O ex-presidente da Assembleia Legislativa do Rio de Janeiro (Alerj), Rodrigo Bacellar, foi detido nesta sexta-feira (27) em Teresópolis, na Região Serrana do estado, por decisão do Supremo Tribunal Federal (STF). A prisão ocorreu durante uma nova fase das investigações que apuram suspeitas de interferência em apurações judiciais e o vazamento de informações sigilosas relacionadas a operações contra o crime organizado. Após a detenção, Bacellar foi conduzido à Superintendência da Polícia Federal no Rio de Janeiro, onde passará por procedimentos iniciais antes de ser transferido ao sistema prisional estadual.

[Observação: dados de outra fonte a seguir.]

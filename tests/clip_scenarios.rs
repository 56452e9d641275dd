// End-to-end scenarios: request JSON -> orchestrated commands -> response

use live_clip_sender::sequencer::{RecordedPauses, SkipCause};
use live_clip_sender::{
    ClipBuild, ClipBuilder, ClipOutcome, ClipRequest, ClipSet, ClipTarget, LiveCommand,
    NoteDefaults, NoteEvent, NoteValidator, Orchestrator, RecordingTransport, SendResponse,
    SenderConfig, Session, SettleDelays, SkipReason, TargetName,
};
use rand::Rng;
use serde_json::Value;

fn session(transport: RecordingTransport) -> Session<RecordingTransport, RecordedPauses> {
    Session::new(transport, RecordedPauses::new(), &SenderConfig::default())
}

#[test]
fn test_single_clip_three_notes() {
    let request = ClipRequest::from_json(
        r#"{
            "track": 0, "slot": 0, "clipLength": 2,
            "notes": [
                {"pitch": 60, "start_time": 0, "duration": 1, "velocity": 100},
                {"pitch": 64, "start_time": 1, "duration": 1, "velocity": 100},
                {"pitch": 67, "start_time": 2, "duration": 1, "velocity": 100}
            ]
        }"#,
    )
    .unwrap();
    let mut session = session(RecordingTransport::new());
    let result = session.run(&request);

    assert!(result.is_success());
    let outcome = &result.reports[0].outcome;
    assert!(outcome.accepted);
    assert_eq!(outcome.notes_written, 3);
    assert_eq!(outcome.notes_skipped, 0);
    assert_eq!(outcome.resolved_slot_index, Some(0));
    assert!(session.transport().sent().contains(&LiveCommand::SetLoopEnd {
        track: 0,
        slot: 0,
        beats: 8.0
    }));
}

#[test]
fn test_single_clip_with_missing_pitch() {
    let request = ClipRequest::from_json(
        r#"{
            "track": 1, "slot": 0, "clipLength": 1,
            "notes": [
                {"pitch": 60, "startTime": 0, "duration": 1, "velocity": 100},
                {"pitch": null, "startTime": 1, "duration": 1, "velocity": 100}
            ]
        }"#,
    )
    .unwrap();
    let mut session = session(RecordingTransport::new());
    let result = session.run(&request);

    assert!(result.is_success());
    let outcome = &result.reports[0].outcome;
    assert_eq!(outcome.notes_written, 1);
    assert_eq!(outcome.notes_skipped, 1);
    assert_eq!(outcome.skip_reason(1), Some(SkipReason::MissingPitch));
    assert_eq!(outcome.skip_reason(0), None);
}

#[test]
fn test_quad_success_message() {
    let clip = |track: u32, slot: u32| {
        format!(
            r#"{{"trackIndex": {}, "slotIndex": {}, "lengthBars": 4,
                "notes": [{{"pitch": 48, "startTime": 0, "duration": 4, "velocity": 90}}]}}"#,
            track, slot
        )
    };
    let json = format!(
        r#"{{"clip1": {}, "clip2": {}, "bass1": {}, "bass2": {}}}"#,
        clip(0, 0),
        clip(0, 1),
        clip(1, 2),
        clip(1, 3)
    );
    let request = ClipRequest::from_json(&json).unwrap();
    let mut session = session(RecordingTransport::new());
    let result = session.run(&request);
    let response = SendResponse::from(&result);

    assert!(response.success);
    let message = response.message.unwrap();
    assert_eq!(
        message,
        "Created 4 clips: clip1 on track 0, slot 0 with 1 notes; \
         clip2 on track 0, slot 1 with 1 notes; \
         bass1 on track 1, slot 2 with 1 notes; \
         bass2 on track 1, slot 3 with 1 notes"
    );
}

#[test]
fn test_dual_create_failure_stops_at_clip1() {
    let request = ClipRequest::from_json(
        r#"{"clip1": {"track": 0, "slot": 0, "clipLength": 4, "notes": []},
            "clip2": {"track": 3, "slot": 0, "clipLength": 4, "notes": []}}"#,
    )
    .unwrap();
    let transport = RecordingTransport::failing_when(|cmd| {
        matches!(cmd, LiveCommand::CreateClip { track: 0, .. })
    });
    let mut session = session(transport);
    let result = session.run(&request);

    assert!(!result.is_success());
    assert_eq!(result.failed, Some(TargetName::Clip1));
    assert_eq!(result.reports.len(), 1);
    // Nothing was ever addressed to clip2's track
    assert!(
        !session
            .transport()
            .sent()
            .iter()
            .any(|cmd| cmd.address() == "/live/track/3/set/name")
    );

    let response = SendResponse::from(&result);
    assert!(!response.success);
    assert!(response.error.unwrap().contains("clip1"));
}

/// Counts builds while delegating to a real builder
struct CountingBuilder<B> {
    inner: B,
    built: Vec<(u32, u32)>,
}

impl<B: ClipBuild> ClipBuild for CountingBuilder<B> {
    fn build(&mut self, target: &ClipTarget) -> ClipOutcome {
        self.built.push(target.identity());
        self.inner.build(target)
    }
}

#[test]
fn test_quad_clip2_failure_skips_bass_targets() {
    let transport = RecordingTransport::failing_when(|cmd| {
        matches!(cmd, LiveCommand::CreateClip { slot: 1, .. })
    });
    let builder = ClipBuilder::new(
        transport,
        RecordedPauses::new(),
        SettleDelays::none(),
        NoteValidator::new(NoteDefaults::default()),
    );
    let mut orchestrator = Orchestrator::new(CountingBuilder {
        inner: builder,
        built: Vec::new(),
    });
    let set = ClipSet::Quad {
        clip1: ClipTarget::new(0, 0, 1, Vec::new()),
        clip2: ClipTarget::new(0, 1, 1, Vec::new()),
        bass1: ClipTarget::new(1, 0, 1, Vec::new()),
        bass2: ClipTarget::new(1, 1, 1, Vec::new()),
    };
    let result = orchestrator.orchestrate(&set);

    assert_eq!(result.failed, Some(TargetName::Clip2));
    assert_eq!(orchestrator.builder().built, vec![(0, 0), (0, 1)]);
}

#[test]
fn test_dual_clip2_failure_is_attributed_to_clip2() {
    let request = ClipRequest::from_json(
        r#"{
            "clip1": {"track": 0, "slot": 0, "clipLength": 1,
                      "notes": [{"pitch": 60, "startTime": 0, "duration": 1, "velocity": 100}]},
            "clip2": {"track": 0, "slot": 1, "clipLength": 1,
                      "notes": [{"pitch": 64, "startTime": 0, "duration": 1, "velocity": 100}]}
        }"#,
    )
    .unwrap();
    assert!(matches!(request.clip_set, ClipSet::Dual { .. }));

    let transport = RecordingTransport::failing_when(|cmd| {
        matches!(cmd, LiveCommand::CreateClip { slot: 1, .. })
    });
    let mut session = session(transport);
    let result = session.run(&request);

    assert_eq!(result.failed, Some(TargetName::Clip2));
    assert_eq!(result.reports.len(), 2);
    assert!(result.reports[0].outcome.accepted);
    assert_eq!(result.reports[0].outcome.notes_written, 1);
    assert!(!result.reports[1].outcome.accepted);

    let response = SendResponse::from(&result);
    assert!(!response.success);
    assert_eq!(
        response.error.as_deref(),
        Some("Failed to create clip2 on track 0, slot 1 in Ableton")
    );
}

#[test]
fn test_badly_typed_note_does_not_fail_request() {
    let request = ClipRequest::from_json(
        r#"{
            "track": 0, "slot": 0, "clipLength": 1,
            "notes": [
                {"pitch": "62", "start_time": 0, "duration": 1, "velocity": 100},
                {"pitch": "abc", "start_time": 1, "duration": 1, "velocity": 100},
                null,
                {"pitch": 67, "start_time": 2, "duration": 1, "velocity": 100}
            ]
        }"#,
    )
    .unwrap();
    let mut session = session(RecordingTransport::new());
    let result = session.run(&request);

    assert!(result.is_success());
    let outcome = &result.reports[0].outcome;
    assert_eq!(outcome.notes_written, 2);
    assert_eq!(outcome.notes_skipped, 2);
    assert_eq!(outcome.skip_reason(1), Some(SkipReason::InvalidPitch));
    assert_eq!(outcome.skip_reason(2), Some(SkipReason::MissingPitch));

    let pitches: Vec<i64> = session
        .transport()
        .sent()
        .iter()
        .filter_map(|cmd| match cmd {
            LiveCommand::AddNote { pitch, .. } => Some(*pitch),
            _ => None,
        })
        .collect();
    assert_eq!(pitches, vec![62, 67]);
}

#[test]
fn test_written_plus_skipped_equals_notes() {
    let mut rng = rand::thread_rng();
    for _ in 0..50 {
        let notes: Vec<NoteEvent> = (0..rng.gen_range(0..40))
            .map(|_| NoteEvent {
                pitch: match rng.gen_range(0..10) {
                    0 => None,
                    1 => Some(Value::from("not a pitch")),
                    2 => Some(Value::from(rng.gen_range(0..200).to_string())),
                    _ => Some(Value::from(rng.gen_range(0..200))),
                },
                start_time: rng.gen_bool(0.9).then(|| Value::from(rng.gen_range(0.0..16.0))),
                duration: rng.gen_bool(0.9).then(|| Value::from(rng.gen_range(0.1..4.0))),
                velocity: rng.gen_bool(0.9).then(|| Value::from(rng.gen_range(0..128))),
            })
            .collect();
        let fail_every = rng.gen_range(2..7);
        let mut sent = 0;
        let transport = RecordingTransport::failing_when(move |cmd| {
            if matches!(cmd, LiveCommand::AddNote { .. }) {
                sent += 1;
                sent % fail_every == 0
            } else {
                false
            }
        });
        let mut builder = ClipBuilder::new(
            transport,
            RecordedPauses::new(),
            SettleDelays::none(),
            NoteValidator::new(NoteDefaults::default()),
        );
        let target = ClipTarget::new(0, 0, 4, notes.clone());
        let outcome = builder.build(&target);

        assert!(outcome.accepted);
        assert_eq!(outcome.notes_written + outcome.notes_skipped, notes.len());
        assert_eq!(outcome.skipped.len(), outcome.notes_skipped);
        let add_notes = builder
            .transport()
            .sent()
            .iter()
            .filter(|cmd| matches!(cmd, LiveCommand::AddNote { .. }))
            .count();
        assert_eq!(add_notes, outcome.notes_written);
    }
}

#[test]
fn test_rejected_clip_keeps_count_invariant() {
    let transport =
        RecordingTransport::failing_when(|cmd| matches!(cmd, LiveCommand::CreateClip { .. }));
    let mut builder = ClipBuilder::new(
        transport,
        RecordedPauses::new(),
        SettleDelays::none(),
        NoteValidator::new(NoteDefaults::default()),
    );
    let notes = vec![NoteEvent::new(60, 0.0, 1.0, 100), NoteEvent::default()];
    let outcome = builder.build(&ClipTarget::new(0, 0, 1, notes));

    assert!(!outcome.accepted);
    assert_eq!(outcome.notes_written + outcome.notes_skipped, 2);
    assert!(
        outcome
            .skipped
            .iter()
            .all(|s| s.cause == SkipCause::ClipNotCreated)
    );
}

#[test]
fn test_out_of_range_pitch_reaches_host_unchanged() {
    let request = ClipRequest::from_json(
        r#"{"track": 0, "slot": 0, "clipLength": 1,
            "notes": [{"pitch": 300, "startTime": 0, "duration": 1, "velocity": 200}]}"#,
    )
    .unwrap();
    let mut session = session(RecordingTransport::new());
    session.run(&request);

    let note = session
        .transport()
        .sent()
        .iter()
        .find_map(|cmd| match cmd {
            LiveCommand::AddNote {
                pitch, velocity, ..
            } => Some((*pitch, *velocity)),
            _ => None,
        })
        .unwrap();
    assert_eq!(note, (300, 200));
}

A medida manda de Moraes está relacionada ao avanço das investigações que indicam possíveis ações de obstrução de Justiça, caso o ex-deputado permanecesse em liberdade. Rodrigo Bacellar já tinha sido preso em 2025, dentro do mesmo contexto de apurações envolvendo o vazamento de dados ligados a operações policiais contra o grupo criminoso Comando Vermelho. Na ocasião, ele foi libertado após cumprir medidas cautelares, incluindo o uso de tornozeleira eletrônica e o afastamento do cargo, que foram posteriormente revogadas diante do avanço da investigação.
Segundo a defesa de Bacellar, eles desconhecem os motivos da nova detenção e consideram a decisão desnecessária, alegando que o ex-parlamentar vinha cumprindo todas as determinações judiciais. Com o cumprimento da sentença, o caso segue em andamento, e o ex-deputado está à disposição da Justiça.